#### Task requirements:
Among the entries that follow, find every line with the word "else" and copy it.
(Data shown Opens)
impl SshClient {
    /// `connect(credentials) -> ok() | err(...)` (spec.md §4.3).
    pub async fn connect(
        credentials: Credentials,
        settings: SshSettings,
        host_key_policy: HostKeyPolicy,
        interactive: Option<InteractiveCallback>,
    ) -> Result<ConnectOutcome, SshError> {
        let ready_timeout = settings.ready_timeout;
        let result = tokio::time::timeout(
            ready_timeout,
            tokio::task::spawn_blocking(move || {
                Self::connect_blocking(credentials, settings, host_key_policy, interactive)
            }),
        )
        .await;

        match result {
            Ok(Ok(inner)) => inner,
            Ok(Err(join_err)) => Err(SshError::Unknown(format!("connect task panicked: {join_err}"))),
            Err(_) => Err(SshError::Timeout(ready_timeout)),
        }
    }

    fn connect_blocking(
        credentials: Credentials,
        settings: SshSettings,
        host_key_policy: HostKeyPolicy,
        interactive: Option<InteractiveCallback>,
    ) -> Result<ConnectOutcome, SshError> {
        info!(host = %credentials.host, port = credentials.port, user = %credentials.username, "connecting to SSH server");

        let tcp = TcpStream::connect((credentials.host.as_str(), credentials.port))?;
        tcp.set_read_timeout(Some(settings.ready_timeout))?;
        tcp.set_write_timeout(Some(settings.ready_timeout))?;

        let mut session = Session::new().map_err(SshError::from)?;
        session.set_tcp_stream(tcp);
        configure_algorithms(&mut session, &settings)?;

        session.handshake().map_err(SshError::from)?;
        verify_host_key(&session, &credentials.host, &host_key_policy)?;

        let banner = session.banner().map(|s| s.to_string());

        Self::authenticate(&session, &credentials, interactive)?;
        if !session.authenticated() {
            return Err(SshError::Auth("authentication failed".into()));
        }

        session.set_keepalive(true, settings.keepalive_interval.as_secs() as u32);
        session.set_blocking(true);

        let host = credentials.host.clone();
        let port = credentials.port;
        let username = credentials.username.clone();

        Ok(ConnectOutcome {
            client: SshClient {
                session: Arc::new(StdMutex::new(session)),
                shutdown_flag: Arc::new(AtomicBool::new(false)),
                settings,
                host,
                port,
                username,
            },
            banner,
        })
    }

    fn authenticate(
        session: &Session,
        credentials: &Credentials,
        interactive: Option<InteractiveCallback>,
    ) -> Result<(), SshError> {
        if let Some(ref key) = credentials.private_key {
            session
                .userauth_pubkey_memory(
                    &credentials.username,
                    None,
                    key,
                    credentials.passphrase.as_deref(),
                )
                .map_err(SshError::from)?;
        } else if let Some(ref password) = credentials.password {
            match session.userauth_password(&credentials.username, password) {
                Ok(()) => {}
                Err(e) if session.auth_methods(&credentials.username).ok().is_some_and(|m| m.contains("keyboard-interactive")) => {
                    debug!("password auth rejected, falling back to keyboard-interactive");
                    Self::authenticate_keyboard_interactive(session, credentials, interactive)
                        .map_err(|_| SshError::from(e))?;
                }
                Err(e) => return Err(e.into()),
            }
        } else if interactive.is_some() {
            Self::authenticate_keyboard_interactive(session, credentials, interactive)?;
        } else {
            return Err(SshError::Auth("no credentials supplied".into()));
        }
        Ok(())
    }

    fn authenticate_keyboard_interactive(
        session: &Session,
        credentials: &Credentials,
        interactive: Option<InteractiveCallback>,
    ) -> Result<(), SshError> {
        let Some(callback) = interactive else {
            return Err(SshError::Auth("credentials required".into()));
        };
        let mut prompter = KbdInteractive { callback };
        session
            .userauth_keyboard_interactive(&credentials.username, &mut prompter)
            .map_err(SshError::from)
    }

    /// Shared flag flipped once by [`Self::end`]; lets any task holding a
    /// clone (e.g. a channel reader loop) notice the client has been torn
    /// down without needing a `&self` reference back into it.
    pub fn shutdown_flag(&self) -> Arc<AtomicBool> {
        self.shutdown_flag.clone()
    }

    /// `end()`: graceful close; idempotent; emits `closed` once.
    pub async fn end(&self) {
        if self.shutdown_flag.swap(true, Ordering::SeqCst) {
            return; // already ended
        }
        let session = self.session.clone();
        let host = self.host.clone();
        let port = self.port;
        let _ = tokio::task::spawn_blocking(move || {
            if let Ok(session) = session.lock() {
                let _ = session.disconnect(None, "session terminated by user", None);
            }
            info!(%host, port, "ssh session closed");
        })
        .await;
    }

    /// `shell(opts, env) -> ok(stream)` (spec.md §4.3). Opens an
    /// interactive PTY and starts the bidirectional pump; returns the two
    /// byte channels and a resize channel, exactly mirroring the
    /// teacher's `start_io` wiring but generalized off the hardcoded
    /// device-type fallback chain.
    pub async fn shell(&self, opts: ShellOptions, env: HashMap<String, String>) -> Result<ShellHandle, SshError> {
        let (input_tx, input_rx) = mpsc::channel::<Bytes>(64);
        let (output_tx, output_rx) = mpsc::channel::<Bytes>(64);
        let (resize_tx, resize_rx) = mpsc::channel::<(u32, u32)>(8);
        let (closed_tx, closed_rx) = oneshot::channel();

        let session = self.session.clone();
        let shutdown_flag = self.shutdown_flag.clone();
        let keepalive_interval = self.settings.keepalive_interval;

        tokio::task::spawn_blocking(move || {
            let result = Self::pump_shell(
                session,
                opts,
                env,
                input_rx,
                output_tx,
                resize_rx,
                shutdown_flag,
                keepalive_interval,
            );
            let _ = closed_tx.send(result);
        });

        Ok(ShellHandle {
            input_tx,
            output_rx,
            resize_tx,
            closed_rx,
        })
    }

    fn pump_shell(
        session: Arc<StdMutex<Session>>,
        opts: ShellOptions,
        env: HashMap<String, String>,
        mut input_rx: mpsc::Receiver<Bytes>,
        output_tx: mpsc::Sender<Bytes>,
        mut resize_rx: mpsc::Receiver<(u32, u32)>,
        shutdown_flag: Arc<AtomicBool>,
        keepalive_interval: Duration,
    ) -> Result<(), SshError> {
        let guard = session.lock().map_err(|_| SshError::Unknown("session lock poisoned".into()))?;
        let mut chan = channel::open_shell_channel(&guard, &opts, &env)?;
        chan.request_pty_size(opts.cols, opts.rows, None, None).ok();

        let mut buf = [0u8; READ_BUF_SIZE];
        let mut last_keepalive = Instant::now();

        loop {
            if shutdown_flag.load(Ordering::SeqCst) {
                break;
            }

            if last_keepalive.elapsed() >= keepalive_interval {
                if let Err(e) = guard.keepalive_send() {
                    warn!(error = %e, "keepalive failed");
                    break;
                }
                last_keepalive = Instant::now();
            }

            while let Ok((rows, cols)) = resize_rx.try_recv() {
                if let Err(e) = channel::resize(&mut chan, rows, cols) {
                    warn!(error = %e, "pty resize failed");
                }
            }

            match chan.read(&mut buf) {
                Ok(0) if chan.eof() => {
                    info!("shell channel reached EOF");
                    break;
                }
                Ok(0) => {}
                Ok(n) => {
                    if output_tx.blocking_send(Bytes::copy_from_slice(&buf[..n])).is_err() {
                        break; // adapter dropped the receiver
                    }
                }
                Err(ref e) if e.kind() == std::io::ErrorKind::WouldBlock => {}
                Err(e) => return Err(e.into()),
            }

            while let Ok(data) = input_rx.try_recv() {
                if let Err(e) = chan.write_all(&data) {
                    if e.kind() != std::io::ErrorKind::WouldBlock {
                        return Err(e.into());
                    }
                }
                let _ = chan.flush();
            }

            std::thread::sleep(POLL_INTERVAL);
        }

        let _ = chan.close();
        Ok(())
    }

    /// `exec(command, opts, env) -> ok(execHandle)` (spec.md §4.3).
    pub async fn exec(
        &self,
        command: String,
        pty: Option<ShellOptions>,
        env: HashMap<String, String>,
        max_output_bytes: u64,
    ) -> Result<ExecHandle, SshError> {
        let (stdout_tx, stdout_rx) = mpsc::channel::<Bytes>(64);
        let (stderr_tx, stderr_rx) = mpsc::channel::<Bytes>(16);
        let (wait_tx, wait_rx) = oneshot::channel();

        let session = self.session.clone();
        let shutdown_flag = self.shutdown_flag.clone();

        tokio::task::spawn_blocking(move || {
            let result = Self::pump_exec(
                session,
                command,
                pty,
                env,
                stdout_tx,
                stderr_tx,
                shutdown_flag,
                max_output_bytes,
            );
            let _ = wait_tx.send(result);
        });

        Ok(ExecHandle {
            stdout_rx,
            stderr_rx,
            wait_rx,
        })
    }

    fn pump_exec(
        session: Arc<StdMutex<Session>>,
        command: String,
        pty: Option<ShellOptions>,
        env: HashMap<String, String>,
        stdout_tx: mpsc::Sender<Bytes>,
        stderr_tx: mpsc::Sender<Bytes>,
        shutdown_flag: Arc<AtomicBool>,
        max_output_bytes: u64,
    ) -> Result<ExecResult, SshError> {
        let guard = session.lock().map_err(|_| SshError::Unknown("session lock poisoned".into()))?;
        let mut chan = channel::open_exec_channel(&guard, &command, pty.as_ref(), &env)?;

        let mut buf = [0u8; READ_BUF_SIZE];
        let mut total: u64 = 0;
        let mut limit_exceeded = false;

        loop {
            if shutdown_flag.load(Ordering::SeqCst) {
                break;
            }

            match chan.read(&mut buf) {
                Ok(0) if chan.eof() => break,
                Ok(0) => {}
                Ok(n) => {
                    total += n as u64;
                    if total > max_output_bytes {
                        limit_exceeded = true;
                        break;
                    }
                    if stdout_tx.blocking_send(Bytes::copy_from_slice(&buf[..n])).is_err() {
                        break;
                    }
                }
                Err(ref e) if e.kind() == std::io::ErrorKind::WouldBlock => {}
                Err(e) => return Err(e.into()),
            }

            match chan.stderr().read(&mut buf) {
                Ok(0) => {}
                Ok(n) => {
                    total += n as u64;
                    if total > max_output_bytes {
                        limit_exceeded = true;
                        break;
                    }
                    let _ = stderr_tx.blocking_send(Bytes::copy_from_slice(&buf[..n]));
                }
                Err(ref e) if e.kind() == std::io::ErrorKind::WouldBlock => {}
                Err(_) => {}
            }

            if chan.eof() {
                break;
            }
            std::thread::sleep(POLL_INTERVAL);
        }

        if limit_exceeded {
            let _ = chan.close();
            return Err(SshError::OutputLimitExceeded);
        }

        let _ = chan.wait_close();
        let exit_code = chan.exit_status().ok();
        let signal = chan.exit_signal().ok().and_then(|(sig, _, _)| sig);
        Ok(ExecResult { exit_code, signal })
    }
}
(Data shown Closes)
#### Response to the task:
        } else if let Some(ref password) = credentials.password {
        } else if interactive.is_some() {
        } else {
        let Some(callback) = interactive else {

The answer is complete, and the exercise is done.